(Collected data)

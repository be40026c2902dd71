//! Login form rendering

use super::field_renderer::{draw_field, FieldView, FIELD_HEIGHT};
use crate::app::App;
use crate::state::LoginView;
use crate::ui::components::{render_button, BUTTON_HEIGHT};
use ratatui::{
    layout::{Constraint, Direction, Layout, Rect},
    style::{Color, Style},
    widgets::{Block, Borders},
    Frame,
};

/// Width of the centered login card
const CARD_WIDTH: u16 = 56;

pub fn draw_login(frame: &mut Frame, area: Rect, app: &App) {
    let login = &app.state.login;

    let card = Rect {
        x: area.x + area.width.saturating_sub(CARD_WIDTH) / 2,
        width: CARD_WIDTH.min(area.width),
        ..area
    };
    let block = Block::default()
        .title(" Login ")
        .borders(Borders::ALL)
        .border_style(Style::default().fg(Color::Green));
    let inner = block.inner(card);
    frame.render_widget(block, card);

    let chunks = Layout::default()
        .direction(Direction::Vertical)
        .constraints([
            Constraint::Length(FIELD_HEIGHT),  // Email
            Constraint::Length(FIELD_HEIGHT),  // Password
            Constraint::Length(BUTTON_HEIGHT), // Login
            Constraint::Min(0),
        ])
        .margin(1)
        .split(inner);

    draw_field(
        frame,
        chunks[0],
        &login.email,
        FieldView {
            is_active: login.active_field_index == 0,
            is_invalid: login.is_email_invalid(),
            hint: Some("Email is required."),
            ..Default::default()
        },
    );
    draw_field(
        frame,
        chunks[1],
        &login.password,
        FieldView {
            is_active: login.active_field_index == 1,
            is_invalid: login.is_password_invalid(),
            reveal: login.show_password,
            hint: Some("Password is required."),
            ..Default::default()
        },
    );
    draw_login_button(frame, chunks[2], login);
}

fn draw_login_button(frame: &mut Frame, area: Rect, login: &LoginView) {
    let button = Rect {
        width: area.width.min(16),
        ..area
    };
    render_button(
        frame,
        button,
        "Login",
        login.is_button_active(),
        true,
        Some(Color::Green),
    );
}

**Aim of the exercise**.
Which of the lines above include the word "Color"? Copy each of them.

**Output for this exercise**.
    style::{Color, Style},
        .border_style(Style::default().fg(Color::Green));
        Some(Color::Green),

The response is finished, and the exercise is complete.